Disciplinary cultures in academic posters. A textual and visual metadiscourse analysis
Abstract
Numerous studies have, over the years, confirmed that academic discourses have unique features revolving around the concept of ‘community’ (Hartley 2006; Hyland 1998, 2001, 2004; Swales 2004; Thompson 2001), revealing that authors belonging to different disciplinary fields display different writing techniques and are urged early on in their academic career to conform to discipline-specific conventions and genre-specific rules.

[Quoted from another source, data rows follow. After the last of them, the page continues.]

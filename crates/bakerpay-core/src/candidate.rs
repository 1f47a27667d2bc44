// Payout candidates as they move through the generation pipeline:
// candidate -> bonded candidate -> simulated candidate -> recipe.

use serde::{Deserialize, Serialize};

use crate::address::Address;
use crate::engines::OpLimits;
use crate::enums::{InvalidReason, TxKind};
use crate::ops::TransferArgs;
use crate::Mutez;

#[derive(Serialize, Deserialize, Debug, Clone)]
pub struct PayoutCandidate {
    /// Delegator the payout is derived from.
    pub source: Address,
    /// Recipient after override resolution.
    pub recipient: Address,
    pub delegated_balance: Mutez,
    pub fee_rate_bps: u32,
    pub tx_kind: TxKind,
    #[serde(default, skip_serializing_if = "Option::is_none")]
    pub fa_contract: Option<Address>,
    #[serde(default, skip_serializing_if = "Option::is_none")]
    pub fa_token_id: Option<u64>,
    pub baker_pays_tx_fee: bool,
    pub baker_pays_allocation_fee: bool,
    #[serde(default)]
    pub is_invalid: bool,
    #[serde(default, skip_serializing_if = "Option::is_none")]
    pub invalid_because: Option<InvalidReason>,
}

impl PayoutCandidate {
    pub fn invalidate(&mut self, reason: InvalidReason) {
        self.is_invalid = true;
        self.invalid_because = Some(reason);
    }
}

/// Candidate with its computed share of rewards.
#[derive(Serialize, Deserialize, Debug, Clone)]
pub struct BondedCandidate {
    #[serde(flatten)]
    pub candidate: PayoutCandidate,
    /// Post-fee share of rewards (gross share until fees are collected).
    pub bonds_amount: Mutez,
    /// Portion kept by the baker.
    #[serde(default)]
    pub fee: Mutez,
}

impl BondedCandidate {
    pub fn invalidate(&mut self, reason: InvalidReason) {
        self.candidate.invalidate(reason);
        self.bonds_amount = 0;
    }
}

/// Bonded candidate with resource costs measured from a dry-run.
#[derive(Serialize, Deserialize, Debug, Clone)]
pub struct SimulatedCandidate {
    #[serde(flatten)]
    pub bonded: BondedCandidate,
    #[serde(default, skip_serializing_if = "Option::is_none")]
    pub op_limits: Option<OpLimits>,
}

impl SimulatedCandidate {
    pub fn is_invalid(&self) -> bool {
        self.bonded.candidate.is_invalid
    }

    pub fn invalidate(&mut self, reason: InvalidReason) {
        self.bonded.candidate.invalidate(reason);
    }

    /// Clear an intermediate batch-estimate marker so the candidate can be
    /// retried in a smaller batch.
    pub fn clear_batch_estimate_marker(&mut self) {
        if self.bonded.candidate.invalid_because == Some(InvalidReason::FailedBatchEstimate) {
            self.bonded.candidate.is_invalid = false;
            self.bonded.candidate.invalid_because = None;
        }
    }
}

impl TransferArgs for SimulatedCandidate {
    fn tx_kind(&self) -> TxKind {
        self.bonded.candidate.tx_kind
    }

    fn destination(&self) -> &Address {
        &self.bonded.candidate.recipient
    }

    fn amount(&self) -> Mutez {
        self.bonded.bonds_amount
    }

    fn fa_contract(&self) -> Option<&Address> {
        self.bonded.candidate.fa_contract.as_ref()
    }

    fn fa_token_id(&self) -> Option<u64> {
        self.bonded.candidate.fa_token_id
    }
}

#[cfg(test)]
mod tests {
    use super::*;
    use crate::address::AddressKind;

    fn candidate(seed: u8) -> PayoutCandidate {
        let addr = Address::from_payload(AddressKind::Tz1, &[seed; 20]);
        PayoutCandidate {
            source: addr.clone(),
            recipient: addr,
            delegated_balance: 1_000_000,
            fee_rate_bps: 500,
            tx_kind: TxKind::Tez,
            fa_contract: None,
            fa_token_id: None,
            baker_pays_tx_fee: false,
            baker_pays_allocation_fee: false,
            is_invalid: false,
            invalid_because: None,
        }
    }

    #[test]
    fn test_invalidate_zeroes_bonds() {
        let mut bonded = BondedCandidate {
            candidate: candidate(1),
            bonds_amount: 42,
            fee: 0,
        };
        bonded.invalidate(InvalidReason::LowBalance);
        assert!(bonded.candidate.is_invalid);
        assert_eq!(bonded.bonds_amount, 0);
        assert_eq!(bonded.candidate.invalid_because, Some(InvalidReason::LowBalance));
    }

    #[test]
    fn test_batch_estimate_marker_is_clearable() {
        let mut simulated = SimulatedCandidate {
            bonded: BondedCandidate {
                candidate: candidate(2),
                bonds_amount: 10,
                fee: 0,
            },
            op_limits: None,
        };
        simulated.invalidate(InvalidReason::FailedBatchEstimate);
        assert!(simulated.is_invalid());
        simulated.clear_batch_estimate_marker();
        assert!(!simulated.is_invalid());

        // a persisted estimate failure is not clearable
        simulated.invalidate(InvalidReason::FailedEstimate);
        simulated.clear_batch_estimate_marker();
        assert!(simulated.is_invalid());
    }

    #[test]
    fn test_hook_payload_roundtrip() {
        let bonded = BondedCandidate {
            candidate: candidate(3),
            bonds_amount: 95_000_000,
            fee: 5_000_000,
        };
        let json = serde_json::to_value(&bonded).unwrap();
        // flattened candidate fields sit at the top level for hooks
        assert!(json.get("source").is_some());
        assert!(json.get("bonds_amount").is_some());
        let back: BondedCandidate = serde_json::from_value(json).unwrap();
        assert_eq!(back.bonds_amount, 95_000_000);
        assert_eq!(back.candidate.fee_rate_bps, 500);
    }
}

Continuing a cross-disciplinary research on the academic poster genre (D’Angelo 2016), I seek here to highlight significant differences regarding word count, the layout of posters, as well as discipline-specific patterns concerning the use of textual interactive and interactional metadiscourse resources and visual interactive resources. The framework of analysis, drawn in part from Kress (2010) and Kress and van Leeuwen’s (2001, 2002, 2006) visual analyses, will be applied to academic posters produced within the disciplines of Applied Linguistics, Medicine, Economics, Biology and Geography. The results widen the current knowledge on academic posters by mapping which textual and visual metadiscourse strategies are employed where and why, and as a consequence, which textual and visual metadiscourse strategies should be well known to poster authors, depending on their academic community.